Endoplasmic Reticulum Stress Induced by Turbulence of Mitochondrial Fusion and Fission Was Involved in Isoproterenol-Induced H9c2 Cell Injury.

Alterations in mitochondrial fusion and fission dynamics are critical determinants of cellular fate. However, how stress-induced mitochondrial fusion and fission affect the physiological and pathological processes in cardiomyocytes remains poorly understood. Based on an established in vitro model of stress-induced cardiomyocyte injury using isoproterenol-treated H9c2 cells, this study aimed to investigate whether the dysregulation of mitochondrial dynamics-specifically, an imbalance between fusion and fission-activates the IRE1α-ASK1-JNK endoplasmic reticulum stress signaling pathway, thereby contributing to cardiomyocyte damage.

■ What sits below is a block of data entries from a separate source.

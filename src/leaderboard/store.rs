//! Persistence backends for score records.

use std::fs;
use std::io;
use std::path::{Path, PathBuf};
use std::sync::{Mutex, MutexGuard};

use serde_json::Value;
use thiserror::Error;

use crate::models::ScoreRecord;

pub const LEADERBOARD_FILE: &str = "leaderboard.json";

#[derive(Debug, Error)]
pub enum StoreError {
    #[error("failed to access {path}: {source}")]
    Io {
        path: PathBuf,
        #[source]
        source: io::Error,
    },

    #[error("leaderboard data is not a JSON array: {0}")]
    Corrupt(#[from] serde_json::Error),

    #[error("leaderboard lock poisoned")]
    Poisoned,
}

/// Append-only storage for score records.
pub trait ScoreStore: Send + Sync {
    fn append(&self, record: ScoreRecord) -> Result<(), StoreError>;

    /// Every stored record, oldest first.
    fn records(&self) -> Result<Vec<ScoreRecord>, StoreError>;
}

/// Keeps records for the lifetime of the process only.
#[derive(Default)]
pub struct MemoryStore {
    records: Mutex<Vec<ScoreRecord>>,
}

impl MemoryStore {
    pub fn new() -> Self {
        Self::default()
    }

    pub fn with_records(records: Vec<ScoreRecord>) -> Self {
        Self {
            records: Mutex::new(records),
        }
    }

    fn lock(&self) -> Result<MutexGuard<'_, Vec<ScoreRecord>>, StoreError> {
        self.records.lock().map_err(|_| StoreError::Poisoned)
    }
}

impl ScoreStore for MemoryStore {
    fn append(&self, record: ScoreRecord) -> Result<(), StoreError> {
        self.lock()?.push(record);
        Ok(())
    }

    fn records(&self) -> Result<Vec<ScoreRecord>, StoreError> {
        Ok(self.lock()?.clone())
    }
}

/// All records in one JSON array file, rewritten on every append.
pub struct JsonFileStore {
    path: PathBuf,
    lock: Mutex<()>,
}

impl JsonFileStore {
    pub fn new(path: impl Into<PathBuf>) -> Self {
        Self {
            path: path.into(),
            lock: Mutex::new(()),
        }
    }

    /// Store at `<dir>/leaderboard.json`.
    pub fn in_dir(dir: impl AsRef<Path>) -> Self {
        Self::new(dir.as_ref().join(LEADERBOARD_FILE))
    }

    pub fn path(&self) -> &Path {
        &self.path
    }

    fn io_error(&self, source: io::Error) -> StoreError {
        StoreError::Io {
            path: self.path.clone(),
            source,
        }
    }

    /// Entries exactly as stored, including ones this build cannot read.
    fn read_raw(&self) -> Result<Vec<Value>, StoreError> {
        let content = match fs::read_to_string(&self.path) {
            Ok(content) => content,
            Err(err) if err.kind() == io::ErrorKind::NotFound => return Ok(Vec::new()),
            Err(err) => return Err(self.io_error(err)),
        };

        if content.trim().is_empty() {
            return Ok(Vec::new());
        }

        Ok(serde_json::from_str(&content)?)
    }

    fn read(&self) -> Result<Vec<ScoreRecord>, StoreError> {
        let values = self.read_raw()?;
        let total = values.len();
        let records: Vec<ScoreRecord> = values
            .into_iter()
            .filter_map(|value| serde_json::from_value(value).ok())
            .collect();

        if records.len() < total {
            tracing::warn!(
                "Skipped {} unreadable record(s) in {}",
                total - records.len(),
                self.path.display()
            );
        }

        Ok(records)
    }

    fn write(&self, records: &[Value]) -> Result<(), StoreError> {
        if let Some(parent) = self.path.parent() {
            fs::create_dir_all(parent).map_err(|e| self.io_error(e))?;
        }

        let json = serde_json::to_string_pretty(records)?;
        let tmp = self.path.with_extension("json.tmp");
        fs::write(&tmp, json).map_err(|e| self.io_error(e))?;
        fs::rename(&tmp, &self.path).map_err(|e| self.io_error(e))
    }
}

impl ScoreStore for JsonFileStore {
    fn append(&self, record: ScoreRecord) -> Result<(), StoreError> {
        let _guard = self.lock.lock().map_err(|_| StoreError::Poisoned)?;
        let mut entries = self.read_raw()?;
        entries.push(serde_json::to_value(&record)?);
        self.write(&entries)
    }

    fn records(&self) -> Result<Vec<ScoreRecord>, StoreError> {
        let _guard = self.lock.lock().map_err(|_| StoreError::Poisoned)?;
        self.read()
    }
}
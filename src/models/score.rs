use serde::{Deserialize, Serialize};

use super::{Difficulty, Grade, Topic};

/// Name stored when the student left the name field blank.
pub const ANONYMOUS_NAME: &str = "Pelajar Misteri";

/// A persisted leaderboard entry.
///
/// Optional fields default when reading files written by older builds;
/// `grade` and `topic` are required because every query filters on them.
#[derive(Debug, Clone, PartialEq, Eq, Serialize, Deserialize)]
#[serde(rename_all = "camelCase")]
pub struct ScoreRecord {
    #[serde(default)]
    pub id: String,
    #[serde(default)]
    pub name: String,
    pub grade: Grade,
    pub topic: Topic,
    #[serde(default)]
    pub difficulty: Difficulty,
    #[serde(default)]
    pub score: u32,
    #[serde(default)]
    pub total_questions: u32,
    #[serde(default)]
    pub timestamp: i64,
}

impl ScoreRecord {
    /// Fraction of questions answered correctly, 0.0 when the total is missing.
    pub fn ratio(&self) -> f64 {
        if self.total_questions == 0 {
            0.0
        } else {
            f64::from(self.score) / f64::from(self.total_questions)
        }
    }

    pub fn percentage(&self) -> u32 {
        (self.ratio() * 100.0).round() as u32
    }
}

/// A finished quiz, before the leaderboard assigns `id` and `timestamp`.
#[derive(Debug, Clone, PartialEq, Eq)]
pub struct NewScore {
    pub name: String,
    pub grade: Grade,
    pub topic: Topic,
    pub difficulty: Difficulty,
    pub score: u32,
    pub total_questions: u32,
}

impl NewScore {
    pub fn into_record(self, id: String, timestamp: i64) -> ScoreRecord {
        let name = self.name.trim();
        let name = if name.is_empty() {
            ANONYMOUS_NAME.to_string()
        } else {
            name.to_string()
        };

        ScoreRecord {
            id,
            name,
            grade: self.grade,
            topic: self.topic,
            difficulty: self.difficulty,
            score: self.score.min(self.total_questions),
            total_questions: self.total_questions,
            timestamp,
        }
    }
}
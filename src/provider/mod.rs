//! Access to the generative content service.
//!
//! Clients talk to a [`ContentProvider`] so the HTTP backend can be swapped for
//! a scripted one in tests.

mod gemini;

use async_trait::async_trait;
use serde_json::Value;
use thiserror::Error;

use crate::retry::Retryable;

pub use gemini::GeminiProvider;

/// HTTP status the service uses while it sheds load.
pub const SERVICE_UNAVAILABLE: u16 = 503;

/// One generation call.
#[derive(Debug, Clone, PartialEq)]
pub struct GenerationRequest {
    pub prompt: String,
    /// When set, the provider must answer with JSON matching this schema.
    pub response_schema: Option<Value>,
    pub temperature: Option<f32>,
}

impl GenerationRequest {
    pub fn text(prompt: impl Into<String>) -> Self {
        Self {
            prompt: prompt.into(),
            response_schema: None,
            temperature: None,
        }
    }

    pub fn json(prompt: impl Into<String>, schema: Value, temperature: f32) -> Self {
        Self {
            prompt: prompt.into(),
            response_schema: Some(schema),
            temperature: Some(temperature),
        }
    }
}

#[derive(Debug, Error)]
pub enum ProviderError {
    #[error("provider returned HTTP {status}: {message}")]
    Status { status: u16, message: String },

    #[error("request failed: {0}")]
    Transport(Box<reqwest::Error>),

    #[error("no API key configured")]
    MissingApiKey,

    #[error("provider response could not be decoded: {0}")]
    Decode(#[from] serde_json::Error),
}

impl From<reqwest::Error> for ProviderError {
    fn from(error: reqwest::Error) -> Self {
        ProviderError::Transport(Box::new(error))
    }
}

impl Retryable for ProviderError {
    fn is_retryable(&self) -> bool {
        match self {
            ProviderError::Status { status, .. } if *status == SERVICE_UNAVAILABLE => true,
            other => other.to_string().to_lowercase().contains("overloaded"),
        }
    }
}

/// A generative text service.
///
/// Returns the raw text of the first candidate; `Ok(None)` means the service
/// answered but produced no text.
#[async_trait]
pub trait ContentProvider: Send + Sync {
    async fn generate(&self, request: &GenerationRequest) -> Result<Option<String>, ProviderError>;
}

#[cfg(test)]
mod tests {
    use super::*;

    #[test]
    fn test_retry_classification() {
        let busy = ProviderError::Status {
            status: 503,
            message: "Service Unavailable".into(),
        };
        assert!(busy.is_retryable());

        let overloaded = ProviderError::Status {
            status: 500,
            message: "The model is overloaded. Please try again later.".into(),
        };
        assert!(overloaded.is_retryable());

        let denied = ProviderError::Status {
            status: 403,
            message: "API key not valid".into(),
        };
        assert!(!denied.is_retryable());
        assert!(!ProviderError::MissingApiKey.is_retryable());
    }
}
use std::env;
use std::path::PathBuf;
use std::time::Duration;

use crate::retry::RetryPolicy;

pub const DEFAULT_MODEL: &str = "gemini-2.5-flash";
pub const DEFAULT_API_BASE: &str = "https://generativelanguage.googleapis.com/v1beta";
const APP_DIR: &str = "matematik-pintar";

#[derive(Debug, Clone)]
pub struct Config {
    pub api_key: Option<String>,
    pub api_base: String,
    pub model: String,
    pub data_dir: PathBuf,
    pub rust_log: String,
    pub retry: RetryPolicy,
}

impl Config {
    /// Read settings from the environment, loading `.env` first when present.
    pub fn from_env() -> Self {
        dotenvy::dotenv().ok();

        let api_key = var("GEMINI_API_KEY").or_else(|| var("API_KEY"));
        let api_base = var("MATEMATIK_API_BASE").unwrap_or_else(|| DEFAULT_API_BASE.to_string());
        let model = var("MATEMATIK_MODEL").unwrap_or_else(|| DEFAULT_MODEL.to_string());
        let data_dir = var("MATEMATIK_DATA_DIR")
            .map(PathBuf::from)
            .unwrap_or_else(default_data_dir);
        let rust_log = var("RUST_LOG").unwrap_or_else(|| "info".to_string());

        let defaults = RetryPolicy::default();
        let retry = RetryPolicy::new(
            var("MATEMATIK_MAX_RETRIES")
                .and_then(|v| v.parse().ok())
                .unwrap_or(defaults.max_retries),
            var("MATEMATIK_RETRY_DELAY_MS")
                .and_then(|v| v.parse().ok())
                .map(Duration::from_millis)
                .unwrap_or(defaults.initial_delay),
        );

        Self {
            api_key,
            api_base,
            model,
            data_dir,
            rust_log,
            retry,
        }
    }

    pub fn log_dir(&self) -> PathBuf {
        self.data_dir.join("logs")
    }
}

fn var(key: &str) -> Option<String> {
    env::var(key).ok().filter(|v| !v.trim().is_empty())
}

fn default_data_dir() -> PathBuf {
    dirs::data_dir()
        .map(|dir| dir.join(APP_DIR))
        .unwrap_or_else(|| PathBuf::from(format!(".{}", APP_DIR)))
}
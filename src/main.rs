use std::path::PathBuf;

use clap::{Parser, Subcommand};
use matematik_pintar::{Config, Grade, JsonFileStore, Leaderboard, Quiz, QuizError, Services, Topic, logging};

#[derive(Parser, Debug)]
#[command(version, about = "KSSR mathematics quiz in the terminal", long_about = None)]
struct Args {
    /// Directory for the leaderboard and log files
    #[arg(long, global = true)]
    data_dir: Option<PathBuf>,

    /// Generative model used for questions and explanations
    #[arg(long, global = true)]
    model: Option<String>,

    #[command(subcommand)]
    command: Option<Command>,
}

#[derive(Subcommand, Debug)]
enum Command {
    /// Start a quiz (default)
    Play,
    /// Print the top scores for one grade and topic
    Leaderboard {
        /// School year, 1 to 6
        #[arg(short, long, value_parser = parse_grade)]
        grade: Grade,

        #[arg(short, long, value_enum)]
        topic: Topic,
    },
}

fn parse_grade(value: &str) -> Result<Grade, String> {
    let number: u8 = value.parse().map_err(|_| format!("'{}' is not a number", value))?;
    Grade::new(number).map_err(|e| e.to_string())
}

#[tokio::main]
async fn main() {
    let args = Args::parse();

    let mut config = Config::from_env();
    if let Some(dir) = args.data_dir {
        config.data_dir = dir;
    }
    if let Some(model) = args.model {
        config.model = model;
    }

    let _guard = logging::init(&config.log_dir(), &config.rust_log);

    let result = match args.command.unwrap_or(Command::Play) {
        Command::Play => play(&config).await,
        Command::Leaderboard { grade, topic } => {
            print_leaderboard(&config, grade, topic);
            Ok(())
        }
    };

    if let Err(e) = result {
        tracing::error!("Quiz stopped: {}", e);
        eprintln!("Error running quiz: {}", e);
        std::process::exit(1);
    }
}

async fn play(config: &Config) -> Result<(), QuizError> {
    let services = Services::from_config(config)?;
    Quiz::new(services).run().await
}

fn print_leaderboard(config: &Config, grade: Grade, topic: Topic) {
    let leaderboard = Leaderboard::new(JsonFileStore::in_dir(&config.data_dir));
    let board = leaderboard.top(grade, topic);

    println!("Papan Pendahulu · Tahun {} · {}", grade, topic);
    if board.is_empty() {
        println!("Belum ada rekod.");
        return;
    }

    for (index, record) in board.iter().enumerate() {
        println!(
            "{:2}. {:<24} {:>3}/{:<3} {:>3}%  {}",
            index + 1,
            record.name,
            record.score,
            record.total_questions,
            record.percentage(),
            record.difficulty.label()
        );
    }
}
//! Name entry and grade selection.

use ratatui::{
    prelude::*,
    widgets::{Block, Borders, Paragraph},
};

use crate::app::App;
use crate::models::Grade;

use super::{render_controls, title_line};

pub fn render(frame: &mut Frame, area: Rect, app: &App) {
    let chunks = Layout::vertical([
        Constraint::Fill(1),
        Constraint::Length(14),
        Constraint::Fill(1),
        Constraint::Length(1),
    ])
    .margin(1)
    .split(area);

    let mut content = vec![
        Line::from(""),
        title_line(),
        Line::from("Latihan Matematik KSSR Sekolah Rendah".fg(Color::DarkGray)),
        Line::from(""),
        Line::from(vec![
            Span::styled("Nama Pelajar: ", Style::default().fg(Color::White)),
            Span::styled(app.name(), Style::default().fg(Color::Yellow)),
            Span::styled("_", Style::default().fg(Color::Yellow)),
        ]),
        Line::from(""),
    ];

    match app.name_error() {
        Some(err) => content.push(Line::from(Span::styled(err, Style::default().fg(Color::Red)))),
        None => content.push(Line::from("")),
    }

    content.push(Line::from(""));
    content.push(Line::from("Pilih Tahun / Darjah:".fg(Color::White)));
    content.push(Line::from(""));
    content.push(grade_line(app.grade_cursor()));

    let widget = Paragraph::new(content).alignment(Alignment::Center).block(
        Block::default()
            .borders(Borders::ALL)
            .border_style(Color::DarkGray),
    );
    frame.render_widget(widget, chunks[1]);

    render_controls(frame, chunks[3], "taip nama  ·  ←/→ tahun  ·  enter mula  ·  esc keluar");
}

fn grade_line(cursor: usize) -> Line<'static> {
    let spans: Vec<Span> = Grade::all()
        .enumerate()
        .map(|(index, grade)| {
            if index == cursor {
                Span::styled(
                    format!(" [Tahun {}] ", grade),
                    Style::default().fg(Color::Black).bg(Color::Cyan).bold(),
                )
            } else {
                Span::styled(format!("  Tahun {}  ", grade), Style::default().fg(Color::Gray))
            }
        })
        .collect();
    Line::from(spans)
}
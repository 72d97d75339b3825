use ratatui::{
    prelude::*,
    widgets::{Block, Borders, Padding, Paragraph, Wrap},
};

use crate::app::{App, Explanation, QuizSession};

use super::render_controls;

const OPTION_LABELS: [char; 6] = ['A', 'B', 'C', 'D', 'E', 'F'];

pub fn render(frame: &mut Frame, area: Rect, app: &App) {
    let Some(session) = app.session() else {
        return;
    };

    let chunks = Layout::vertical([
        Constraint::Length(1),
        Constraint::Length(1),
        Constraint::Length(4),
        Constraint::Fill(1),
        Constraint::Length(7),
        Constraint::Length(1),
    ])
    .margin(1)
    .split(area);

    render_header(frame, chunks[0], app, session);
    render_notice(frame, chunks[1], session);
    render_question_text(frame, chunks[2], session);
    render_options(frame, chunks[3], session);
    render_feedback(frame, chunks[4], session);

    let controls = if session.answered_wrong() {
        "e penjelasan  ·  enter seterusnya  ·  esc menu"
    } else if session.current_answer().is_some() {
        "enter seterusnya  ·  esc menu"
    } else {
        "j/k pilih  ·  enter jawab  ·  esc menu"
    };
    render_controls(frame, chunks[5], controls);
}

fn render_header(frame: &mut Frame, area: Rect, app: &App, session: &QuizSession) {
    let left = format!(
        "{} · Tahun {} · {}",
        app.name(),
        app.grade().map_or(0, |g| g.value()),
        app.topic().map(|t| t.title()).unwrap_or_default()
    );
    let right = format!("Soalan {}/{}", session.current_number(), session.total());

    let halves = Layout::horizontal([Constraint::Fill(1), Constraint::Length(16)]).split(area);
    frame.render_widget(Paragraph::new(left).fg(Color::DarkGray), halves[0]);
    frame.render_widget(
        Paragraph::new(right)
            .alignment(Alignment::Right)
            .fg(Color::DarkGray),
        halves[1],
    );
}

fn render_notice(frame: &mut Frame, area: Rect, session: &QuizSession) {
    if session.is_fallback() {
        let widget = Paragraph::new("Perkhidmatan soalan tidak dapat dihubungi. Ini soalan percubaan.")
            .fg(Color::Yellow)
            .italic();
        frame.render_widget(widget, area);
    }
}

fn render_question_text(frame: &mut Frame, area: Rect, session: &QuizSession) {
    let question = session.current_question();
    let mut lines = vec![Line::from(Span::styled(
        question.question_text.as_str(),
        Style::default().fg(Color::White).bold(),
    ))];

    if question.has_diagram() {
        lines.push(Line::from(
            "(Soalan ini disertakan gambar rajah)".fg(Color::DarkGray),
        ));
    }

    let widget = Paragraph::new(lines).wrap(Wrap { trim: true });
    frame.render_widget(widget, area);
}

fn render_options(frame: &mut Frame, area: Rect, session: &QuizSession) {
    let question = session.current_question();
    let answer = session.current_answer();
    let mut lines: Vec<Line> = Vec::with_capacity(question.options.len() * 2);

    for (index, option) in question.options.iter().enumerate() {
        let is_selected = index == session.selected_option();
        let style = match answer {
            None if is_selected => Style::default().fg(Color::Cyan).bold(),
            None => Style::default().fg(Color::Gray),
            Some(_) if question.is_correct(index) => Style::default().fg(Color::Green).bold(),
            Some(given) if given == index => Style::default().fg(Color::Red).bold(),
            Some(_) => Style::default().fg(Color::DarkGray),
        };
        let marker = if is_selected { ">" } else { " " };
        let label = OPTION_LABELS.get(index).copied().unwrap_or('?');

        lines.push(Line::from(vec![
            Span::styled(format!(" {} ", marker), style),
            Span::styled(format!("{}. ", label), style),
            Span::styled(option.as_str(), style),
        ]));
        lines.push(Line::from(""));
    }

    frame.render_widget(Paragraph::new(lines), area);
}

fn render_feedback(frame: &mut Frame, area: Rect, session: &QuizSession) {
    let Some(given) = session.current_answer() else {
        return;
    };

    let question = session.current_question();
    let mut lines = if question.is_correct(given) {
        vec![Line::from(Span::styled(
            "Betul! Syabas!",
            Style::default().fg(Color::Green).bold(),
        ))]
    } else {
        vec![Line::from(vec![
            Span::styled("Salah. ", Style::default().fg(Color::Red).bold()),
            Span::styled("Jawapan betul: ", Style::default().fg(Color::Gray)),
            Span::styled(
                question.correct_option().unwrap_or_default(),
                Style::default().fg(Color::Green),
            ),
        ])]
    };

    match session.current_explanation() {
        Some(Explanation::Loading) => {
            lines.push(Line::from("Cikgu sedang menulis penjelasan...".fg(Color::Yellow)));
        }
        Some(Explanation::Ready { text, fallback }) => {
            let color = if *fallback { Color::DarkGray } else { Color::White };
            lines.push(Line::from(Span::styled(text.as_str(), Style::default().fg(color))));
        }
        None => {}
    }

    let widget = Paragraph::new(lines).wrap(Wrap { trim: true }).block(
        Block::default()
            .borders(Borders::TOP)
            .border_style(Color::DarkGray)
            .padding(Padding::horizontal(1)),
    );
    frame.render_widget(widget, area);
}
//! Topic and difficulty menus.

use ratatui::{
    prelude::*,
    widgets::{Block, Borders, Padding, Paragraph},
};

use crate::app::App;
use crate::models::{Difficulty, Topic};

use super::{render_controls, title_line};

pub fn render_topics(frame: &mut Frame, area: Rect, app: &App) {
    let subtitle = format!(
        "Hai {}! Tahun {} · pilih topik",
        app.name(),
        app.grade().map_or(0, |g| g.value())
    );
    let items: Vec<String> = Topic::ALL.iter().map(|t| t.title().to_string()).collect();

    render_menu(frame, area, &subtitle, &items, app.topic_cursor());
}

pub fn render_difficulties(frame: &mut Frame, area: Rect, app: &App) {
    let subtitle = format!(
        "{} · pilih tahap",
        app.topic().map_or("", Topic::title)
    );
    let items: Vec<String> = Difficulty::ALL
        .iter()
        .map(|d| format!("{:<10} {} soalan", d.label(), d.question_count()))
        .collect();

    render_menu(frame, area, &subtitle, &items, app.difficulty_cursor());
}

fn render_menu(frame: &mut Frame, area: Rect, subtitle: &str, items: &[String], selected: usize) {
    let height = u16::try_from(items.len() * 2 + 6).unwrap_or(u16::MAX);
    let chunks = Layout::vertical([
        Constraint::Fill(1),
        Constraint::Length(height),
        Constraint::Fill(1),
        Constraint::Length(1),
    ])
    .margin(1)
    .split(area);

    let mut lines = vec![
        Line::from(""),
        title_line().alignment(Alignment::Center),
        Line::from(subtitle.fg(Color::DarkGray)).alignment(Alignment::Center),
        Line::from(""),
    ];

    for (index, item) in items.iter().enumerate() {
        let is_selected = index == selected;
        let style = if is_selected {
            Style::default().fg(Color::Cyan).bold()
        } else {
            Style::default().fg(Color::Gray)
        };
        let marker = if is_selected { ">" } else { " " };

        lines.push(Line::from(vec![
            Span::styled(format!(" {} ", marker), style),
            Span::styled(item.as_str(), style),
        ]));
        lines.push(Line::from(""));
    }

    let widget = Paragraph::new(lines).block(
        Block::default()
            .borders(Borders::ALL)
            .border_style(Color::DarkGray)
            .padding(Padding::horizontal(2)),
    );
    frame.render_widget(widget, chunks[1]);

    render_controls(frame, chunks[3], "j/k pilih  ·  enter teruskan  ·  esc kembali");
}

Under this experimental paradigm, cell viability was evaluated using the CCK-8 assay. Concurrently, immunofluorescence staining was employed to assess reactive oxygen species accumulation, the expression of key mitochondrial fusion/fission proteins, and components of the ER stress pathway (IRE1α, ASK1, and JNK). Results demonstrated that isoproterenol treatment elevated intracellular ROS levels and induced significant changes in both mitochondrial dynamics-related proteins and the IRE1α-ASK1-JNK signaling axis. In contrast, administration of the mitochondrial fission inhibitor Mdivi-1 attenuated ROS accumulation, restored the expression of the affected proteins toward normal levels, and alleviated cardiomyocyte injury. Collectively, these findings indicate that the disruption of mitochondrial fusion/fission dynamics triggers endoplasmic reticulum stress via the IRE1α-ASK1-JNK cascade, which participates in the pathological progression of cardiomyocyte injury.